Well as luck would have it, the wind died down and so did the bite. I saw an awful lot of fish on the graph, more than I have seen in a long time. I fished the north end of the lake, so did Shametamer & Walleyeless Wench & Gilgetter fished the west end and little portage wich actually looks like a lake for a change & not just a wetland.

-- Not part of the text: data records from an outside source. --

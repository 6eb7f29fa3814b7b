//! Room membership, water queries and floors provided by items
//!
//! Bridges, trap doors, draw bridges and collapsing floors are items that
//! the actor can stand on. Geometry implementations that want them merged
//! into their floor queries wrap themselves in [`ItemFloors`].

use glam::IVec3;

use super::{Item, ItemType};
use crate::collision::CollisionInfo;
use crate::math::{ANGLE_0, ANGLE_90, ANGLE_180, Matrix};
use crate::room::{FloorSample, RoomGeometry, RoomId, SECTOR_SHIFT, SECTOR_SIZE, WALL};

/// Yaw of a quarter turn to the left
const ANGLE_NEG_90: u16 = ANGLE_90.wrapping_neg();

impl Item {
    /// Re-resolves the owning room at `y + offset` and caches the floor
    /// height under the item.
    pub fn update_room(&mut self, geometry: &dyn RoomGeometry, offset: i32) {
        let p = self.pos;
        let room = geometry.get_room(self.room, p.x, p.y + offset, p.z);

        if room != self.room {
            log::debug!("{} moved from room {} to {}", self.item_type, self.room.0, room.0);
            self.room = room;
        }

        self.room_floor = geometry.get_floor(self.room, p.x, p.y, p.z).height;
    }

    /// World position of a point given in the item's local frame
    pub fn get_relative(&self, point: IVec3) -> IVec3 {
        let mut m = Matrix::IDENTITY;
        m.rotate_yxz(self.angle.x, self.angle.y, self.angle.z);
        self.pos + m.rotate_vector(point)
    }

    /// Height of the water surface above the item, if it is in water
    pub fn water_level(&self, geometry: &dyn RoomGeometry) -> Option<i32> {
        geometry.water_level(self.room, self.pos.x, self.pos.y, self.pos.z)
    }

    /// Depth of the water under the item, if it is in water
    pub fn water_depth(&self, geometry: &dyn RoomGeometry) -> Option<i32> {
        geometry.water_depth(self.room, self.pos.x, self.pos.y, self.pos.z)
    }

    /// Merges the surface this item provides at `(x, z)` into the given
    /// floor and ceiling heights. Items that provide no surface do nothing.
    pub fn floor_ceiling(&self, x: i32, y: i32, z: i32, floor: Option<&mut i32>, ceiling: Option<&mut i32>) {
        if let Some(provider) = FloorProvider::of(self) {
            provider.floor_ceiling(x, y, z, floor, ceiling);
        }
    }
}

/// The parts of an item that shape the surface it provides
#[derive(Debug, Clone, Copy, PartialEq, Eq)]
pub struct FloorProvider {
    pub item_type: ItemType,
    pub room: RoomId,
    pub pos: IVec3,
    pub yaw: u16,
    pub state: u8,
}

impl FloorProvider {
    pub fn of(item: &Item) -> Option<Self> {
        item.item_type.provides_floor().then_some(Self {
            item_type: item.item_type,
            room: item.room,
            pos: item.pos,
            yaw: item.angle.y,
            state: item.state,
        })
    }

    /// Cell offset from the point to the item, in sectors
    fn cell_delta(&self, x: i32, z: i32) -> (i32, i32) {
        (
            (self.pos.x >> SECTOR_SHIFT) - (x >> SECTOR_SHIFT),
            (self.pos.z >> SECTOR_SHIFT) - (z >> SECTOR_SHIFT),
        )
    }

    /// Bridge deck height; tilted decks rise by a quarter or half click per
    /// unit across the sector
    pub fn bridge_floor(&self, x: i32, z: i32) -> i32 {
        if self.item_type == ItemType::BridgeFlat {
            return self.pos.y;
        }

        let h = match self.yaw {
            ANGLE_0 => SECTOR_SIZE - x,
            ANGLE_180 => x,
            ANGLE_90 => z,
            _ => SECTOR_SIZE - z,
        } & (SECTOR_SIZE - 1);

        self.pos.y + if self.item_type == ItemType::BridgeTilt1 { h >> 2 } else { h >> 1 }
    }

    /// Closed trap door: its own cell plus the cell it folds over
    pub fn trap_door_floor(&self, x: i32, z: i32) -> i32 {
        let covers = match self.cell_delta(x, z) {
            (0, 0) => true,
            (0, 1) => self.yaw == ANGLE_0,
            (0, -1) => self.yaw == ANGLE_180,
            (1, 0) => self.yaw == ANGLE_90,
            (-1, 0) => self.yaw == ANGLE_NEG_90,
            _ => false,
        };
        if covers { self.pos.y } else { WALL }
    }

    /// Lowered draw bridge: the two cells in front of its hinge
    pub fn draw_bridge_floor(&self, x: i32, z: i32) -> i32 {
        let covers = match self.cell_delta(x, z) {
            (0, -1 | -2) => self.yaw == ANGLE_0,
            (0, 1 | 2) => self.yaw == ANGLE_180,
            (-1 | -2, 0) => self.yaw == ANGLE_90,
            (1 | 2, 0) => self.yaw == ANGLE_NEG_90,
            _ => false,
        };
        if covers { self.pos.y } else { WALL }
    }

    /// Surface height at `(x, z)`, merged into `floor` when the point is
    /// above it and into `ceiling` when below
    pub fn floor_ceiling(&self, x: i32, y: i32, z: i32, floor: Option<&mut i32>, ceiling: Option<&mut i32>) {
        let h = match self.item_type {
            ItemType::TrapFloor if self.state <= 1 => self.pos.y - 512,
            ItemType::Drawbridge if self.state == 1 => self.draw_bridge_floor(x, z),
            t if t.is_bridge() => self.bridge_floor(x, z),
            t if t.is_trap_door() => {
                if self.state != 0 {
                    return;
                }
                let h = self.trap_door_floor(x, z);
                if floor.as_deref().is_some_and(|f| h >= *f) || ceiling.as_deref().is_some_and(|c| h <= *c) {
                    return;
                }
                h
            }
            _ => WALL,
        };

        if h == WALL {
            return;
        }

        if let Some(floor) = floor
            && y <= h
        {
            *floor = h;
        }

        if let Some(ceiling) = ceiling
            && y > h
        {
            *ceiling = h + 256;
        }
    }
}

/// Geometry decorator merging item-provided surfaces into floor and ceiling
/// queries of the wrapped geometry
pub struct ItemFloors<'a> {
    geometry: &'a dyn RoomGeometry,
    providers: Vec<FloorProvider>,
}

impl<'a> ItemFloors<'a> {
    pub fn new(geometry: &'a dyn RoomGeometry, providers: Vec<FloorProvider>) -> Self {
        Self { geometry, providers }
    }

    pub fn providers(&self) -> &[FloorProvider] {
        &self.providers
    }

    fn in_room(&self, room: RoomId) -> impl Iterator<Item = &FloorProvider> {
        self.providers.iter().filter(move |p| p.room == room)
    }
}

impl RoomGeometry for ItemFloors<'_> {
    fn get_room(&self, room: RoomId, x: i32, y: i32, z: i32) -> RoomId {
        self.geometry.get_room(room, x, y, z)
    }

    fn get_floor(&self, room: RoomId, x: i32, y: i32, z: i32) -> FloorSample {
        let sample = self.geometry.get_floor(room, x, y, z);
        let mut height = sample.height;

        for provider in self.in_room(room) {
            provider.floor_ceiling(x, y, z, Some(&mut height), None);
        }

        if height == sample.height {
            sample
        } else {
            FloorSample::flat(height)
        }
    }

    fn get_ceiling(&self, room: RoomId, x: i32, y: i32, z: i32) -> i32 {
        let mut height = self.geometry.get_ceiling(room, x, y, z);
        for provider in self.in_room(room) {
            provider.floor_ceiling(x, y, z, None, Some(&mut height));
        }
        height
    }

    fn collide_static(&self, room: RoomId, cinfo: &mut CollisionInfo, p: IVec3, height: i32) {
        self.geometry.collide_static(room, cinfo, p, height);
    }

    fn water_level(&self, room: RoomId, x: i32, y: i32, z: i32) -> Option<i32> {
        self.geometry.water_level(room, x, y, z)
    }

    fn water_depth(&self, room: RoomId, x: i32, y: i32, z: i32) -> Option<i32> {
        self.geometry.water_depth(room, x, y, z)
    }
}

#[cfg(test)]
mod tests {
    use super::*;
    use crate::item::ItemFlags;
    use crate::level::Level;
    use crate::level::builder::{LevelBuilder, clip};
    use crate::room::SectorGrid;
    use test_case::test_case;

    fn level() -> Level {
        let mut builder = LevelBuilder::new().anim(clip(0, 10));
        for t in [
            ItemType::Lara,
            ItemType::BridgeFlat,
            ItemType::BridgeTilt1,
            ItemType::BridgeTilt2,
            ItemType::TrapDoor1,
            ItemType::Drawbridge,
            ItemType::TrapFloor,
        ] {
            builder = builder.model(t, 1, 0);
        }
        builder.build()
    }

    fn provider(item_type: ItemType, pos: IVec3, yaw: u16, state: u8) -> FloorProvider {
        FloorProvider {
            item_type,
            room: RoomId(0),
            pos,
            yaw,
            state,
        }
    }

    #[test_case(ItemType::BridgeFlat, ANGLE_0, 100, 0 ; "flat")]
    #[test_case(ItemType::BridgeTilt1, ANGLE_0, 24, 250 ; "tilt one facing z")]
    #[test_case(ItemType::BridgeTilt2, ANGLE_0, 24, 500 ; "tilt two facing z")]
    #[test_case(ItemType::BridgeTilt1, ANGLE_180, 24, 6 ; "tilt one reversed")]
    #[test_case(ItemType::BridgeTilt1, ANGLE_90, 24, 128 ; "tilt one along z")]
    fn test_bridge_floor(item_type: ItemType, yaw: u16, x: i32, expected_rise: i32) {
        let bridge = provider(item_type, IVec3::new(512, -1024, 512), yaw, 0);
        assert_eq!(bridge.bridge_floor(x, 512), -1024 + expected_rise);
    }

    #[test_case(0, 0, ANGLE_0, true ; "own cell")]
    #[test_case(0, -1024, ANGLE_0, true ; "folded cell")]
    #[test_case(0, -1024, ANGLE_90, false ; "folded the other way")]
    #[test_case(1024, 0, ANGLE_NEG_90, true ; "folded left")]
    #[test_case(2048, 0, ANGLE_NEG_90, false ; "too far")]
    fn test_trap_door_cells(dx: i32, dz: i32, yaw: u16, covered: bool) {
        let door = provider(ItemType::TrapDoor1, IVec3::new(2560, 0, 2560), yaw, 0);
        let h = door.trap_door_floor(2560 + dx, 2560 + dz);
        assert_eq!(h == 0, covered);
    }

    #[test]
    fn test_draw_bridge_cells() {
        let bridge = provider(ItemType::Drawbridge, IVec3::new(1536, 0, 1536), ANGLE_90, 1);
        assert_eq!(bridge.draw_bridge_floor(2600, 1536), 0);
        assert_eq!(bridge.draw_bridge_floor(3600, 1536), 0);
        assert_eq!(bridge.draw_bridge_floor(1536, 2600), WALL);

        let raised = FloorProvider { state: 0, ..bridge };
        let mut floor = 1024;
        raised.floor_ceiling(2600, -100, 1536, Some(&mut floor), None);
        assert_eq!(floor, 1024);
    }

    #[test]
    fn test_merge_floor_and_ceiling() {
        let bridge = provider(ItemType::BridgeFlat, IVec3::new(512, -512, 512), 0, 0);

        let (mut floor, mut ceiling) = (0, -2048);
        bridge.floor_ceiling(512, -800, 512, Some(&mut floor), Some(&mut ceiling));
        assert_eq!((floor, ceiling), (-512, -2048));

        let (mut floor, mut ceiling) = (0, -2048);
        bridge.floor_ceiling(512, -100, 512, Some(&mut floor), Some(&mut ceiling));
        assert_eq!((floor, ceiling), (0, -256));
    }

    #[test]
    fn test_open_trap_door_provides_nothing() {
        let door = provider(ItemType::TrapDoor1, IVec3::new(512, -512, 512), 0, 1);
        let mut floor = 0;
        door.floor_ceiling(512, -800, 512, Some(&mut floor), None);
        assert_eq!(floor, 0);
    }

    #[test]
    fn test_trap_floor_surface() {
        let trap = provider(ItemType::TrapFloor, IVec3::new(512, 0, 512), 0, 0);
        let mut floor = 1024;
        trap.floor_ceiling(100, -900, 100, Some(&mut floor), None);
        assert_eq!(floor, -512);
    }

    #[test]
    fn test_item_floors_decorator() {
        let level = level();
        let grid = SectorGrid::flat(4, 4, 0, -4096);
        let bridge = Item::new(
            &level,
            ItemType::BridgeFlat,
            RoomId(0),
            IVec3::new(1536, -1024, 1536),
            0,
            ItemFlags::empty(),
            0,
        )
        .unwrap();
        let lara = Item::new(&level, ItemType::Lara, RoomId(0), IVec3::ZERO, 0, ItemFlags::empty(), 0).unwrap();

        let providers: Vec<_> = [&bridge, &lara].into_iter().filter_map(FloorProvider::of).collect();
        assert_eq!(providers.len(), 1);

        let floors = ItemFloors::new(&grid, providers);
        assert_eq!(floors.get_floor(RoomId(0), 1600, -1500, 1600).height, -1024);
        assert_eq!(floors.get_floor(RoomId(0), 1600, -500, 1600).height, 0);
        assert_eq!(floors.get_ceiling(RoomId(0), 1600, -500, 1600), -768);
    }

    #[test]
    fn test_update_room_caches_floor() {
        let level = level();
        let grid = SectorGrid::flat(4, 4, 256, -4096);
        let mut lara =
            Item::new(&level, ItemType::Lara, RoomId(0), IVec3::new(100, 0, 100), 0, ItemFlags::empty(), 0).unwrap();

        lara.update_room(&grid, -10);
        assert_eq!(lara.room_floor, 256);
    }

    #[test]
    fn test_get_relative_rotates() {
        let level = level();
        let mut lara =
            Item::new(&level, ItemType::Lara, RoomId(0), IVec3::new(100, 0, 100), 0, ItemFlags::empty(), 0).unwrap();
        lara.angle.y = ANGLE_180;
        assert_eq!(lara.get_relative(IVec3::new(10, 5, 20)), IVec3::new(90, 5, 80));
    }

    #[test]
    fn test_water_queries() {
        let level = level();
        let mut grid = SectorGrid::flat(2, 2, 1024, -2048);
        grid.water_level = Some(0);
        grid.sectors[0].water = true;
        let lara =
            Item::new(&level, ItemType::Lara, RoomId(0), IVec3::new(100, 500, 100), 0, ItemFlags::empty(), 0).unwrap();

        assert_eq!(lara.water_level(&grid), Some(0));
        assert_eq!(lara.water_depth(&grid), Some(1024));
    }
}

I'm glad I set this up, although we have had verying interests from week to week, I's got me away from fishing the same old lake syndrome, I've meet some great people and now after this weekend all species will be open and maybe we can get some more people invovled, maybe someone can come out and show us how to catch fish  

Still thinking about next weeks lake, will post later and if anyone has a suggestion "that will increase participation" or be easyier to assemble people I'm open to it. Will post on monday so give me a PM with your input.

My "highlite" of the nite came on the way home from fishing last nite, but this is getting so long I'm going to post in the Sound Off column later Titled,
"I've been waiting for this to happen" it really deserves its own title.

PS I let the others keep their money  

Cap'tn Wally(to them)


----------



## Walleye Wench (May 25, 2004)

big WOOHOO for Dr Wink!


----------



## Gillgitter (Nov 5, 2003)

Atta Boy Wally, errr............. I mean capt'n Wally

Glad someone took the bad mojo off the motly bunch of fishermen (and women) Finally, after all this time........ someone got a keeper! :yikes:


----------



## jimbobway (Mar 19, 2002)

Nice job Wally , sounds like it's a nice place to fish .


----------



## shametamer (Jul 22, 2001)

you should of joined us, Jim! We needed someone to pull a pike from these waters!


----------